▶ [Aim of the exercise]
A single number is the answer: how many lines of the entries contain the word "StoredProcCall"?

▶ [Provided data]
# # #

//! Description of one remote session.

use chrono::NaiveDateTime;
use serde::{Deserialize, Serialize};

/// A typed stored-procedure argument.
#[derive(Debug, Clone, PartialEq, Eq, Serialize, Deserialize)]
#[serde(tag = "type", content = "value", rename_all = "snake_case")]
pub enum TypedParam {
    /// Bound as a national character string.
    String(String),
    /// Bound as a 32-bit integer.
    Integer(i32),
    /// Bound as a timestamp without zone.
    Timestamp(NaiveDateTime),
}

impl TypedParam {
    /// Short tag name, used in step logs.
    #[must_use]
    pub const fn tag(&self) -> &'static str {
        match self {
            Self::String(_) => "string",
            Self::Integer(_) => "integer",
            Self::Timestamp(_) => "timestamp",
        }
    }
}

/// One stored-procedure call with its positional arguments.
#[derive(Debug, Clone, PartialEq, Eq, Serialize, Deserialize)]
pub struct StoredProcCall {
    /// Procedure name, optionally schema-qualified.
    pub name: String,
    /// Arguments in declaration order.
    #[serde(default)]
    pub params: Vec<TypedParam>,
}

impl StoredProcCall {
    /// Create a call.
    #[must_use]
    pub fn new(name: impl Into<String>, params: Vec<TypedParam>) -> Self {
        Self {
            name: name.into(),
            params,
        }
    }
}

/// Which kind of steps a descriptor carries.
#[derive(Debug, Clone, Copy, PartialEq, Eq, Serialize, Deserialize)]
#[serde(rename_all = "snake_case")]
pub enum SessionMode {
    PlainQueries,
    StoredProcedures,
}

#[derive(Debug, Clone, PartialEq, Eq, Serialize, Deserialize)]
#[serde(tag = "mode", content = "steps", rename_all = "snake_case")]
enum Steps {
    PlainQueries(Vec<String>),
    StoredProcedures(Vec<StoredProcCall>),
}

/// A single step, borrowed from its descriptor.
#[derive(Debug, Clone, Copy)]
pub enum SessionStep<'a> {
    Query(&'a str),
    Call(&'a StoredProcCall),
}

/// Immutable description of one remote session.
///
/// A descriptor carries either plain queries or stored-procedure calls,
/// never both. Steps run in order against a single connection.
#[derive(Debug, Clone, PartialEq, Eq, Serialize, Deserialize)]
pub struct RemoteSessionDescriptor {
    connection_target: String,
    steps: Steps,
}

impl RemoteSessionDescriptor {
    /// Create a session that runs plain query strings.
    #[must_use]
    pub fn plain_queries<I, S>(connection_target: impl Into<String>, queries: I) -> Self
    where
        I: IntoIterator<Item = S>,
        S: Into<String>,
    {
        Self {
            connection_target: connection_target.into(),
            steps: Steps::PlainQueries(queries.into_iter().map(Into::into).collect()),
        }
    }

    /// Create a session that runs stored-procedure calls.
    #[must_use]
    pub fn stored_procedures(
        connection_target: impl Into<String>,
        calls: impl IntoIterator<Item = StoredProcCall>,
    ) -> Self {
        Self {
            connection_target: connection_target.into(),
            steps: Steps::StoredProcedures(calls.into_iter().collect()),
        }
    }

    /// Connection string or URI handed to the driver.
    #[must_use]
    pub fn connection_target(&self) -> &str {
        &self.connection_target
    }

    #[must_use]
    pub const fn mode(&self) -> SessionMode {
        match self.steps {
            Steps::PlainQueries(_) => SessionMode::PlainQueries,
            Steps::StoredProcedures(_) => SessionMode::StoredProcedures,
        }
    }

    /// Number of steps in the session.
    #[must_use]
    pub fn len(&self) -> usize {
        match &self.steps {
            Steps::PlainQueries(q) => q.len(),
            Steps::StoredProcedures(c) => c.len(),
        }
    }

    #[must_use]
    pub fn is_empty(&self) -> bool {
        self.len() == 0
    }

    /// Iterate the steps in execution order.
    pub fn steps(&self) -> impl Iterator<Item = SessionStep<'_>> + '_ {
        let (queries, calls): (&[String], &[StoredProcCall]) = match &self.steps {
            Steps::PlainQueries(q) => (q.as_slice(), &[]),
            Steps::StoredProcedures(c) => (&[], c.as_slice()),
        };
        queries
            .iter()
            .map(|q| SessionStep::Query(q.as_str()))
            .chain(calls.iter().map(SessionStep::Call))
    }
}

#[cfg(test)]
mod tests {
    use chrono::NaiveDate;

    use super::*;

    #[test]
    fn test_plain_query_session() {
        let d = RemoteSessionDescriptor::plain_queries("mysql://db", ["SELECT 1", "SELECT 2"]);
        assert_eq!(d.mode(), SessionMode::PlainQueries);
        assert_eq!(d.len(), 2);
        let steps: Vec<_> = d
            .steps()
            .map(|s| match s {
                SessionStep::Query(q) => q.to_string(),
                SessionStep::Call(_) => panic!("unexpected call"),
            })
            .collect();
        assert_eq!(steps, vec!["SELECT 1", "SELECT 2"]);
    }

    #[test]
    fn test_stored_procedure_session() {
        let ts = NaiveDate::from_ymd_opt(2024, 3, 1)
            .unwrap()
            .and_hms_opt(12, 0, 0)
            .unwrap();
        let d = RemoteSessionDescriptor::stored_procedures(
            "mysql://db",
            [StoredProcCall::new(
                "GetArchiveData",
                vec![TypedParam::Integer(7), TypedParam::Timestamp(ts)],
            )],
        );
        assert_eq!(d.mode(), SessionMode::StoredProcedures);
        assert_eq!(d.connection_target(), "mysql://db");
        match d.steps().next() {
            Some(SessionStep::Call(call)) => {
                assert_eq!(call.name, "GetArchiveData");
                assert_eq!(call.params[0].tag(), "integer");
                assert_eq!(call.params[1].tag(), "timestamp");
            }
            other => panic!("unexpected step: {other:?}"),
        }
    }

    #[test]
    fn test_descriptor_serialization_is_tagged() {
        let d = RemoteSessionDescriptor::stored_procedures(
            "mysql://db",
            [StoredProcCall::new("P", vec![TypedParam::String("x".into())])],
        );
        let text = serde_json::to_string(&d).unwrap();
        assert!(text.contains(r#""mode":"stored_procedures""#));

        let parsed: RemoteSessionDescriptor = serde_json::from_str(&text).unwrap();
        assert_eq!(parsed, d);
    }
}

# # #

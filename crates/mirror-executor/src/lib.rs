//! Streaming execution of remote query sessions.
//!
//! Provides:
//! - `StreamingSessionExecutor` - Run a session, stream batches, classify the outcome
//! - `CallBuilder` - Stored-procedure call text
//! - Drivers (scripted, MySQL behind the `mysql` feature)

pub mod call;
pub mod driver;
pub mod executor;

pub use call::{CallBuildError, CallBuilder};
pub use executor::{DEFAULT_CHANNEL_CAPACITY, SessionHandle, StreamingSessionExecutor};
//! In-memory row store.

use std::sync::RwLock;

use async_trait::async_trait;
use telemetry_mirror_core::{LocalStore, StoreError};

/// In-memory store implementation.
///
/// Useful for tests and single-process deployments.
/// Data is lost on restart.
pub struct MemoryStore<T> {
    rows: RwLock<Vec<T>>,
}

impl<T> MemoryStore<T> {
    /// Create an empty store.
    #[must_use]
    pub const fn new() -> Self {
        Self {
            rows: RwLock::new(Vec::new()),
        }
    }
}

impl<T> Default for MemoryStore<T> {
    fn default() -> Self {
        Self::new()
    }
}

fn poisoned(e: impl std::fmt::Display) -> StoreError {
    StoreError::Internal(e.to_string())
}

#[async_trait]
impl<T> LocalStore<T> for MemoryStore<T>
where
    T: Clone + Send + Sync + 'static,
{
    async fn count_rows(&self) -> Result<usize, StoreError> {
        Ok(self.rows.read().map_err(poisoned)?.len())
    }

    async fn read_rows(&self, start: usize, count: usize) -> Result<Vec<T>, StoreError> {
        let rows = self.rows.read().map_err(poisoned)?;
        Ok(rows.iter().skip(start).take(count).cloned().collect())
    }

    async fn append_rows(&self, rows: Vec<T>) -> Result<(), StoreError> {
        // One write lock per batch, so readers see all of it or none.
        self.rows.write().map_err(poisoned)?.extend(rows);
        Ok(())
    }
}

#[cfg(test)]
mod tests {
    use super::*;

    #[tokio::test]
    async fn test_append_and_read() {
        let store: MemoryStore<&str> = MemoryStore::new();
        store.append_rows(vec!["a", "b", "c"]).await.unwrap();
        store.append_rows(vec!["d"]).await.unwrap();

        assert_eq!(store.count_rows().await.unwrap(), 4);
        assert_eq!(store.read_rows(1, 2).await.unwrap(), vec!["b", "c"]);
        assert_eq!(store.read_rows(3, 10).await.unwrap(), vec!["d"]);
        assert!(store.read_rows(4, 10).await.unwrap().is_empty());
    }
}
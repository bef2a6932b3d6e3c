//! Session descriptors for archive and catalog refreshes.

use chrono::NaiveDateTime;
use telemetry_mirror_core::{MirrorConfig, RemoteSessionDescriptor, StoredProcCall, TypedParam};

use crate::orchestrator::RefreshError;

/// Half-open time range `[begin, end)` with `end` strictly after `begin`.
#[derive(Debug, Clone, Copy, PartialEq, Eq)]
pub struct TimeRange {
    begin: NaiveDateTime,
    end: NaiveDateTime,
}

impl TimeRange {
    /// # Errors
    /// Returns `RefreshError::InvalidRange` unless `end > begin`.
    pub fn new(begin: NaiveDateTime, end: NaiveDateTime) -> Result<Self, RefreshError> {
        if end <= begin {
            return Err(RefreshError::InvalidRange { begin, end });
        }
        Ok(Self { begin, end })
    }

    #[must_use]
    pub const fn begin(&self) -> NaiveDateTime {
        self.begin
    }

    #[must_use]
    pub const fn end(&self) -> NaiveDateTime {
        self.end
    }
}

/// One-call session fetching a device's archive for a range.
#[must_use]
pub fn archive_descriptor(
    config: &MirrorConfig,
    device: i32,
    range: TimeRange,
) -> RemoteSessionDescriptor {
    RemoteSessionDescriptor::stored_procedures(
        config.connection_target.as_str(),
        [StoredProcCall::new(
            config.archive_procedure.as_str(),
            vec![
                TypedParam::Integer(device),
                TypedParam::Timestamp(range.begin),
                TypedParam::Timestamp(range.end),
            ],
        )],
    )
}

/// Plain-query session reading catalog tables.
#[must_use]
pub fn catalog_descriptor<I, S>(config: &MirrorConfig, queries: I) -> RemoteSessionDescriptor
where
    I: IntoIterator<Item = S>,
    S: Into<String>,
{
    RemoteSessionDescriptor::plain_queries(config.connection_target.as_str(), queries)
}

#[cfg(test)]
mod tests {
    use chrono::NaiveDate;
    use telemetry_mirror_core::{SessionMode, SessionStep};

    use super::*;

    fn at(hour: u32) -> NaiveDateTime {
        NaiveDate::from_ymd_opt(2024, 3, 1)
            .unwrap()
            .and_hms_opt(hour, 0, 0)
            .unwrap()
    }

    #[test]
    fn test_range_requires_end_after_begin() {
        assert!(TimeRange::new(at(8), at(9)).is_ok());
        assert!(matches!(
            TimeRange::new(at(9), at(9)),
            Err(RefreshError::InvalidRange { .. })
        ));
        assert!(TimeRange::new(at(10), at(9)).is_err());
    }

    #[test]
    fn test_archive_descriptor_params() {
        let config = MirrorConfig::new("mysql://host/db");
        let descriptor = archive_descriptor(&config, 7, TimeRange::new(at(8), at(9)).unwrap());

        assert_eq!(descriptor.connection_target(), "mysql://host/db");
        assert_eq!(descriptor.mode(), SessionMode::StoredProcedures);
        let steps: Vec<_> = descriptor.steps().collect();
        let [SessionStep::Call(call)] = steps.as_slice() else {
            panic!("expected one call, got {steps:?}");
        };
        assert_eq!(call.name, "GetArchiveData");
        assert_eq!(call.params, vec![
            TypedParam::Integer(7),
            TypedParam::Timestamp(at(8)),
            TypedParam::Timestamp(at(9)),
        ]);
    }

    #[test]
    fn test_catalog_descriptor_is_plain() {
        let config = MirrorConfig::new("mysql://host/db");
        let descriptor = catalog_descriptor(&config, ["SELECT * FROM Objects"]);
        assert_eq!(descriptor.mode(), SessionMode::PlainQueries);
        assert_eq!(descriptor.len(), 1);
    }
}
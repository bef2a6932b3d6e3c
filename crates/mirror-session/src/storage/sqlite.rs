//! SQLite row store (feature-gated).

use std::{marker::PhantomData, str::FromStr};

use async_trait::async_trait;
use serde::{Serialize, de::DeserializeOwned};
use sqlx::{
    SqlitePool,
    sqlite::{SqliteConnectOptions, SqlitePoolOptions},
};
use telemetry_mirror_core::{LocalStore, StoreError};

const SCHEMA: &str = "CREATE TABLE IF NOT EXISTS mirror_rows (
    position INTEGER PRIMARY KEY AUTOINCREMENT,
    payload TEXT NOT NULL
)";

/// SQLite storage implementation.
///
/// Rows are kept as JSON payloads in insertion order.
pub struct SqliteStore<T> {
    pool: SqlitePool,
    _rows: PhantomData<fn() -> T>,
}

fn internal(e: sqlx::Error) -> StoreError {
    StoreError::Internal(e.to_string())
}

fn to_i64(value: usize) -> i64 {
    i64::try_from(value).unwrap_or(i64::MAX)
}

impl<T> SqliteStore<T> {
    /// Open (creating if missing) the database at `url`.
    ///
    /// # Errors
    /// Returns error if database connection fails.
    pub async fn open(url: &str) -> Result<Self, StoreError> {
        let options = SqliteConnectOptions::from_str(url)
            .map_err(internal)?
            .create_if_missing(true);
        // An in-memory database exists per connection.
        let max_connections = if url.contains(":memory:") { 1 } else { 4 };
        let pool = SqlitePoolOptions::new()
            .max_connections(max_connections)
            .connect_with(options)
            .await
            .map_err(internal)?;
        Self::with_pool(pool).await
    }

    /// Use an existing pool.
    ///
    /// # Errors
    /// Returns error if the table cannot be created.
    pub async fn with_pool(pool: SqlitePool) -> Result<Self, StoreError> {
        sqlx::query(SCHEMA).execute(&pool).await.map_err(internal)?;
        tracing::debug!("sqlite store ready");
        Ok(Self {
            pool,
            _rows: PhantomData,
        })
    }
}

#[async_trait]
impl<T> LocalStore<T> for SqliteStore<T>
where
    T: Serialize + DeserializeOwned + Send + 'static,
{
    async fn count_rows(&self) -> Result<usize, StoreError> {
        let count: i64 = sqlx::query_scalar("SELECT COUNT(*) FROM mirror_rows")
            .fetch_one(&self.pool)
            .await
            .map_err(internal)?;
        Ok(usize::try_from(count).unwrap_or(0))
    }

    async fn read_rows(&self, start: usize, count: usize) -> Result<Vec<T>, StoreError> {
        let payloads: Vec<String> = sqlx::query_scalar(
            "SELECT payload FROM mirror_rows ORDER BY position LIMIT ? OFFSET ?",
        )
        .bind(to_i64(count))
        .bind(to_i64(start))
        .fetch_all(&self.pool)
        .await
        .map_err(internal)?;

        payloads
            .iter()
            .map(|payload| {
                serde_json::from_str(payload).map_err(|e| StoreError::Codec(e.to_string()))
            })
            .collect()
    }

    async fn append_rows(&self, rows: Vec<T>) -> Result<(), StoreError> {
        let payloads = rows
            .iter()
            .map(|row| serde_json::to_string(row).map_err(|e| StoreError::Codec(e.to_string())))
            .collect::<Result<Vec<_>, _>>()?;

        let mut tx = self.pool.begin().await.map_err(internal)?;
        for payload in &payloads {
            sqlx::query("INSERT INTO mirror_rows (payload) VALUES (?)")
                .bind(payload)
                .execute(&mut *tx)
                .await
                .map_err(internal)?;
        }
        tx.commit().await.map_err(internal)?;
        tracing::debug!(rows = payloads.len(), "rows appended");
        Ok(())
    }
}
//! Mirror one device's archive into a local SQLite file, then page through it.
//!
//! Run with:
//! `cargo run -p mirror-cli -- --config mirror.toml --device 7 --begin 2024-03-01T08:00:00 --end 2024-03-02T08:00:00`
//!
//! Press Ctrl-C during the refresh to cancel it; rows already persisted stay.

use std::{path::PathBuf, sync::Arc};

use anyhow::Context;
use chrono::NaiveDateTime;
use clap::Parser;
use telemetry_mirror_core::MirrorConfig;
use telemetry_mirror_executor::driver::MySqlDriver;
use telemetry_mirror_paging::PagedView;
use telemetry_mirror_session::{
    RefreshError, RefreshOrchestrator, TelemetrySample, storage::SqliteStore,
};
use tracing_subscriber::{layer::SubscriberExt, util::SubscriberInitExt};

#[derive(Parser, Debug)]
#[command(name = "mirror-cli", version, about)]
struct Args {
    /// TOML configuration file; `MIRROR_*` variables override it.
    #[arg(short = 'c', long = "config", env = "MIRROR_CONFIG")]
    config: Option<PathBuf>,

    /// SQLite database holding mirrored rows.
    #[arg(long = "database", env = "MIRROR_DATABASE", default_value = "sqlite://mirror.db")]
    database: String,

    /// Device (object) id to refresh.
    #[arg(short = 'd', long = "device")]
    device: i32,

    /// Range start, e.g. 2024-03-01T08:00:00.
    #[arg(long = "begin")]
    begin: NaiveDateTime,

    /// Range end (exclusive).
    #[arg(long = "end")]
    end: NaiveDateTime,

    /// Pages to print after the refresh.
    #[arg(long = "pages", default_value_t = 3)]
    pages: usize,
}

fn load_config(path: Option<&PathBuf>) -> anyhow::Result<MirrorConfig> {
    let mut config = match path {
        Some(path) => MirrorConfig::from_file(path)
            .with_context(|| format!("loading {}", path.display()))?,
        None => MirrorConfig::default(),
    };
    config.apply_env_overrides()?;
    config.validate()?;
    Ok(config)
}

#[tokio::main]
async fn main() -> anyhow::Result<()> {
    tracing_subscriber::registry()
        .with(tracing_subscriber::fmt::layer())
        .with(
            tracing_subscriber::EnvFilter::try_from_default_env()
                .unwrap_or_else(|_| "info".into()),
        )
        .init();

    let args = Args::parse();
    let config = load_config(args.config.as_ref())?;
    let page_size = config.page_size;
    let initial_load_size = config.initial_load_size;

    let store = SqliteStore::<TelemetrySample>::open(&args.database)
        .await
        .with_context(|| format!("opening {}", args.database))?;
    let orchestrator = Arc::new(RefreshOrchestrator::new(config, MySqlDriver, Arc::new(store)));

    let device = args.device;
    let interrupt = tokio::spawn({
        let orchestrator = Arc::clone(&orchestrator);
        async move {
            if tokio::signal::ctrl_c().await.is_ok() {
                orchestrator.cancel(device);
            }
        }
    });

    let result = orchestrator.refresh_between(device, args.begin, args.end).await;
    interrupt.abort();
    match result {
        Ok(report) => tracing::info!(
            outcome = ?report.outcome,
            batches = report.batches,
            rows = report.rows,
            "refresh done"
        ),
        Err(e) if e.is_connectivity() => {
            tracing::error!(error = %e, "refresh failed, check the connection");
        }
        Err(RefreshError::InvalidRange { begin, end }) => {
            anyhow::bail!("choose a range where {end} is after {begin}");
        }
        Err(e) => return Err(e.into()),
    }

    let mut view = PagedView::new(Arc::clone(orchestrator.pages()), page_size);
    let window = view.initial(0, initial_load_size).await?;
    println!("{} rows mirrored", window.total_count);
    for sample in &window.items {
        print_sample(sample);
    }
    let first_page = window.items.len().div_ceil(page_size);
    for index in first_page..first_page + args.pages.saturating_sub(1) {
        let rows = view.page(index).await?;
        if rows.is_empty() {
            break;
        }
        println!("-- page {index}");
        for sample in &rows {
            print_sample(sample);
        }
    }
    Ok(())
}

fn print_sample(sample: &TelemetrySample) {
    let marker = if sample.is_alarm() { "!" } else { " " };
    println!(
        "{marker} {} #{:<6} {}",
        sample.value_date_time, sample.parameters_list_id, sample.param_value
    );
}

# # #

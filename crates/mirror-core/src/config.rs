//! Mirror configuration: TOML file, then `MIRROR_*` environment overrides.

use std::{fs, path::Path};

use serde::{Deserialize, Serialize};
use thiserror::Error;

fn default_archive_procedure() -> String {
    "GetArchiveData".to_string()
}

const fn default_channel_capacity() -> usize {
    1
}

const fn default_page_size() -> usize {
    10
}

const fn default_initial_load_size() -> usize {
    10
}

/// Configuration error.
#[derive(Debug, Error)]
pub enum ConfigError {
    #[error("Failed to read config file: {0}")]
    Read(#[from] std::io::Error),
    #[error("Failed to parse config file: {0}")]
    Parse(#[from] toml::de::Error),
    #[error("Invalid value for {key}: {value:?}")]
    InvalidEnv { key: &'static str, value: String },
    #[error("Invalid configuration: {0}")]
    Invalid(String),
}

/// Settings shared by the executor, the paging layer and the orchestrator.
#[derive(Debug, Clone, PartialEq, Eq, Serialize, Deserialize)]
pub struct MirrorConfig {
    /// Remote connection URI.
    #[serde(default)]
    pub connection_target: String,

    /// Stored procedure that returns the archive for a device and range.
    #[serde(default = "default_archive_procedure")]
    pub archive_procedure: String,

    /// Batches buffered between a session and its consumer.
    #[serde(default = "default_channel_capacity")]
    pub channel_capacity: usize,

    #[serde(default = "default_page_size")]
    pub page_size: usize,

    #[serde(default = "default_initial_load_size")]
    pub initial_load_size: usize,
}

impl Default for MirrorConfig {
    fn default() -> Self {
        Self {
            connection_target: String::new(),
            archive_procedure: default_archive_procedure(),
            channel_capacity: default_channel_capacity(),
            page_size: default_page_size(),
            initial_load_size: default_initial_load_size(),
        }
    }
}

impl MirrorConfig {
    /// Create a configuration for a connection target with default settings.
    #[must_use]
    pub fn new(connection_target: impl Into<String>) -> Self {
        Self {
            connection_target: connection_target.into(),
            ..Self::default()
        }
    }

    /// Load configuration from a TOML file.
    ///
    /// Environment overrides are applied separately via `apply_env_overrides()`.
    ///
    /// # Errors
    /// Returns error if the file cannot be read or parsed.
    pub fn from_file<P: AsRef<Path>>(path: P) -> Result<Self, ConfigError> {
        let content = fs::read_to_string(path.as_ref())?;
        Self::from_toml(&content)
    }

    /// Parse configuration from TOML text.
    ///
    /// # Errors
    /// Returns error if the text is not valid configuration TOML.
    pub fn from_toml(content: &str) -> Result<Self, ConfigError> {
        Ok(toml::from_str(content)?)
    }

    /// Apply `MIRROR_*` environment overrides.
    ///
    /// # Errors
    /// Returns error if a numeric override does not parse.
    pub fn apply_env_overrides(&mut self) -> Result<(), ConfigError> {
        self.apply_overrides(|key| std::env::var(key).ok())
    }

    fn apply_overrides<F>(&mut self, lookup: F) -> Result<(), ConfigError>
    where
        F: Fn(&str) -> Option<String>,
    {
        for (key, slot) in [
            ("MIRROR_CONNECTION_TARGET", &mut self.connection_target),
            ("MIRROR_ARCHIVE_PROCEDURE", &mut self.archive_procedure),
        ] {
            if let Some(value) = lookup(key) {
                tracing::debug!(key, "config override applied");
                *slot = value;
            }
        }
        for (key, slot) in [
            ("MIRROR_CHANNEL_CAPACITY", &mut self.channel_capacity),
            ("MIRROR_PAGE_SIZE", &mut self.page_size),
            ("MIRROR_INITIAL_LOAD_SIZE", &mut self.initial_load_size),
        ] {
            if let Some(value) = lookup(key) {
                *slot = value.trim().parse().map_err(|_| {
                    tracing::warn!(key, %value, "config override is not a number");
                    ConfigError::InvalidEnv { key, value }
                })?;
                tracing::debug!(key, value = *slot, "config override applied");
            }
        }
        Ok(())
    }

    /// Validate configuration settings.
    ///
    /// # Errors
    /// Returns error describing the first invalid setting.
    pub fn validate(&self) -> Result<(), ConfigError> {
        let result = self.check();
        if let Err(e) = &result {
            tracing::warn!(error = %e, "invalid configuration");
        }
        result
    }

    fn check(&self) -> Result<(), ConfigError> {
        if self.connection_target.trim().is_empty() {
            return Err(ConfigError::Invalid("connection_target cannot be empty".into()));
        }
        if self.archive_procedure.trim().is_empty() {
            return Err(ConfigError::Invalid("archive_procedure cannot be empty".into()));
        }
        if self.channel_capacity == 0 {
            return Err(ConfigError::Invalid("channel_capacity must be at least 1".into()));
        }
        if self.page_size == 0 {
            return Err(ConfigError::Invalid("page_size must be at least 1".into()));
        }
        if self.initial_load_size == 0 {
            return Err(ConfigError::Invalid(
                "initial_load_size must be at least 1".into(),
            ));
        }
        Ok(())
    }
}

# # #

▶ [Task response]
10